Chemo-prevention agents are natural or synthetic substances that are used for cancer prevention in high-risk individuals. They can intervene at two different levels: either prevent/stop genetic mutations (genes level) or prevent/stop excessive replication of damaged cells (cellular level). The principal classes of chemoprevention agents are antiproliferative agents (cis-retinoic acid), antioxidants (vitamins A, E, C), antimutagens (oltipraz), non-steroidal anti-inflammatory drugs (sulindac, aspirin, ibuprofen), and estrogen receptor modulator (tamoxifen).
Each of these agents may be used for the prevention of certain types of cancer. For example, tamoxifen is used preponderantly for breast cancer prevention. Chemo-prevention is often confused with chemotherapy, which is not the same. Chemotherapy is used for slowing of inhibiting cancer evolution in patients who have cancer. Chemo-prevention is used to prevent cancer initiation in patients who do not have an active cancer.

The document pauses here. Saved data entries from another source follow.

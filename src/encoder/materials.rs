use std::collections::HashMap;
use std::fs;
use std::path::Path;

use gltf_json::material::{AlphaMode, EmissiveFactor, PbrBaseColorFactor, PbrMetallicRoughness, StrengthFactor};
use gltf_json::validation::{Checked, USize64};
use gltf_json::{Index, Root};
use image::ImageFormat;
use tracing::debug;

use super::pad_to_boundary;
use crate::error::{ObjTilesError, Result};
use crate::types::{Material, Mesh};

pub const DEFAULT_MATERIAL: &str = "default";

/// Grey, fully metallic, perfectly smooth. Used for faces whose material
/// is missing from the library.
pub fn default_material(name: &str) -> gltf_json::Material {
    gltf_json::Material {
        name: Some(name.to_string()),
        alpha_mode: Checked::Valid(AlphaMode::Opaque),
        pbr_metallic_roughness: PbrMetallicRoughness {
            base_color_factor: PbrBaseColorFactor([0.5, 0.5, 0.5, 1.0]),
            metallic_factor: StrengthFactor(1.0),
            roughness_factor: StrengthFactor(0.0),
            ..Default::default()
        },
        ..Default::default()
    }
}

/// Blinn-Phong shininess and specular intensity folded into a
/// metallic-roughness roughness factor.
pub fn roughness_factor(mat: &Material) -> f64 {
    let mut roughness = (1.0 - f64::from(mat.specular_exponent) / 1000.0).clamp(0.0, 1.0);
    if let Some(specular) = mat.specular.as_ref().and_then(|s| s.color()) {
        let intensity = specular.luminance();
        // Dim highlights read as rough even with a high exponent
        if intensity < 0.1 {
            roughness *= 1.0 - intensity;
        }
    }
    roughness
}

/// Base color: diffuse, else ambient, else light grey, with the derived alpha.
pub fn base_color(mat: &Material) -> [f64; 4] {
    let alpha = mat.alpha();
    mat.diffuse
        .as_ref()
        .and_then(|r| r.color())
        .or_else(|| mat.ambient.as_ref().and_then(|r| r.color()))
        .map(|c| c.to_rgba(alpha))
        .unwrap_or([0.7, 0.7, 0.7, alpha])
}

/// MIME type for the image formats a glTF viewer is expected to decode.
pub fn mime_type(file: &str) -> Option<&'static str> {
    match ImageFormat::from_path(file).ok()? {
        format @ (ImageFormat::Png | ImageFormat::Jpeg | ImageFormat::Gif) => {
            Some(format.to_mime_type())
        }
        _ => None,
    }
}

/// Convert one MTL material into a glTF material.
pub fn convert_material(
    mat: &Material,
    texture: Option<Index<gltf_json::Texture>>,
) -> gltf_json::Material {
    let alpha = mat.alpha();
    let color = base_color(mat).map(|c| c as f32);
    let emissive = mat
        .emissive
        .as_ref()
        .and_then(|r| r.color())
        .map(|c| c.to_array().map(|v| v as f32))
        .unwrap_or([0.0; 3]);

    let blend = alpha < 1.0;
    gltf_json::Material {
        name: Some(mat.name.clone()),
        alpha_mode: Checked::Valid(if blend {
            AlphaMode::Blend
        } else {
            AlphaMode::Opaque
        }),
        double_sided: blend,
        pbr_metallic_roughness: PbrMetallicRoughness {
            base_color_factor: PbrBaseColorFactor(color),
            metallic_factor: StrengthFactor(0.0),
            roughness_factor: StrengthFactor(roughness_factor(mat) as f32),
            base_color_texture: texture.map(|index| gltf_json::texture::Info {
                index,
                tex_coord: 0,
                extensions: Default::default(),
                extras: Default::default(),
            }),
            ..Default::default()
        },
        emissive_factor: EmissiveFactor(emissive),
        ..Default::default()
    }
}

/// Name-keyed material and texture registry for one conversion.
#[derive(Debug, Default)]
pub(crate) struct MaterialCache {
    materials: HashMap<String, Index<gltf_json::Material>>,
    textures: HashMap<String, Index<gltf_json::Texture>>,
    /// Texture file per glTF image, in image index order.
    image_files: Vec<String>,
}

impl MaterialCache {
    /// Index of the glTF material for `mat_name`, creating it on first use.
    pub fn get_or_add(
        &mut self,
        root: &mut Root,
        mesh: &Mesh,
        mat_name: &str,
    ) -> Index<gltf_json::Material> {
        let name = if mat_name.is_empty() {
            DEFAULT_MATERIAL
        } else {
            mat_name
        };
        if let Some(&index) = self.materials.get(name) {
            return index;
        }

        let gltf_mat = match mesh.material(name) {
            Some(mat) => {
                let texture = mat
                    .diffuse_texture
                    .as_deref()
                    .map(|file| self.texture(root, file));
                convert_material(mat, texture)
            }
            None => {
                debug!(material = name, "Material not in library, using default");
                default_material(DEFAULT_MATERIAL)
            }
        };
        let index = root.push(gltf_mat);
        self.materials.insert(name.to_string(), index);
        index
    }

    /// Texture for `file`, shared across materials.
    fn texture(&mut self, root: &mut Root, file: &str) -> Index<gltf_json::Texture> {
        if let Some(&index) = self.textures.get(file) {
            return index;
        }
        let image = root.push(gltf_json::Image {
            buffer_view: None,
            mime_type: mime_type(file).map(|m| gltf_json::image::MimeType(m.to_string())),
            uri: None,
            name: Some(file.to_string()),
            extensions: Default::default(),
            extras: Default::default(),
        });
        self.image_files.push(file.to_string());
        let index = root.push(gltf_json::Texture {
            sampler: Some(Index::new(0)),
            source: image,
            name: Some(file.to_string()),
            extensions: Default::default(),
            extras: Default::default(),
        });
        self.textures.insert(file.to_string(), index);
        index
    }

    pub fn has_images(&self) -> bool {
        !self.image_files.is_empty()
    }

    /// Append every referenced image file to `buffer`, one bufferView each,
    /// then re-pad the buffer to 4 bytes.
    pub fn fill_image_buffers(
        &self,
        root: &mut Root,
        buffer: &mut Vec<u8>,
        folder: &Path,
    ) -> Result<()> {
        for (i, file) in self.image_files.iter().enumerate() {
            let path = folder.join(file);
            let bytes = fs::read(&path).map_err(|e| {
                ObjTilesError::Input(format!("cannot read texture {}: {e}", path.display()))
            })?;
            let view = root.push(gltf_json::buffer::View {
                buffer: Index::new(0),
                byte_length: USize64::from(bytes.len()),
                byte_offset: Some(USize64::from(buffer.len())),
                byte_stride: None,
                name: None,
                target: None,
                extensions: Default::default(),
                extras: Default::default(),
            });
            root.images[i].buffer_view = Some(view);
            buffer.extend_from_slice(&bytes);
        }
        pad_to_boundary(buffer, 4, 0);
        Ok(())
    }
}
use std::path::Path;
use std::sync::Mutex;
use tracing_subscriber::layer::SubscriberExt;
use tracing_subscriber::util::SubscriberInitExt;
use tracing_subscriber::{fmt, EnvFilter};

/// Filter used when `RUST_LOG` is unset.
fn default_directive(verbose: bool) -> &'static str {
    if verbose {
        "trainwatch=debug"
    } else {
        "trainwatch=info"
    }
}

fn env_filter(verbose: bool) -> EnvFilter {
    EnvFilter::try_from_default_env().unwrap_or_else(|_| EnvFilter::new(default_directive(verbose)))
}

/// Install the global subscriber: stderr always, plus an append-only copy in
/// `log_file` when given (the watchdog's `watchdog.log`).
///
/// A log file that cannot be opened is reported on stderr and skipped.
pub fn init(verbose: bool, log_file: Option<&Path>) {
    let file_layer = log_file.and_then(|path| {
        match std::fs::OpenOptions::new()
            .create(true)
            .append(true)
            .open(path)
        {
            Ok(file) => Some(
                fmt::layer()
                    .with_ansi(false)
                    .with_target(false)
                    .with_writer(Mutex::new(file)),
            ),
            Err(e) => {
                eprintln!("warning: cannot open log file {}: {e}", path.display());
                None
            }
        }
    });

    let result = tracing_subscriber::registry()
        .with(env_filter(verbose))
        .with(fmt::layer().with_target(false).with_writer(std::io::stderr))
        .with(file_layer)
        .try_init();
    if result.is_err() {
        tracing::debug!("tracing subscriber already installed");
    }
}

#[cfg(test)]
mod tests {
    use super::*;

    #[test]
    fn test_default_directive_follows_verbosity() {
        assert_eq!(default_directive(false), "trainwatch=info");
        assert_eq!(default_directive(true), "trainwatch=debug");
    }

    #[test]
    fn test_init_creates_log_file_and_tolerates_reinit() {
        let dir = tempfile::tempdir().unwrap();
        let log = dir.path().join("watchdog.log");
        init(false, Some(&log));
        init(true, None);
        assert!(log.exists());
    }

    #[test]
    fn test_unopenable_log_file_is_skipped() {
        init(false, Some(Path::new("/nonexistent-dir/watchdog.log")));
    }
}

Considering the fact that chemoprevention supposes taking medicines for long periods of time (for example, tamoxifen is taken for up to 5 consecutive years) all the chemoprevention agents must respond to specific requests. First of all, their effectiveness must be scientifically proven. They must have low costs and be accessible for a wide range of population, and also have minimal side effects. Chemo-prevention agents are not studied sufficient yet, and can be quite dangerous if used irrationally. For example, there are studies that show that the use of beta-carotene (the precursor of vitamin A) for the prevention of lung cancer produced 18% lung cancer risk increase in trial group.
That is why any chemoprevention agent must go through three phases before it can be accepted and administered to general population. All three phases involve from 25 to 10 000 volunteers and study effectiveness, toxicity, short-time and long-time side effects. Although chemo-prevention agents haven't been studied enough yet, chemo-prevention is an important and promising direction of cancer prevention.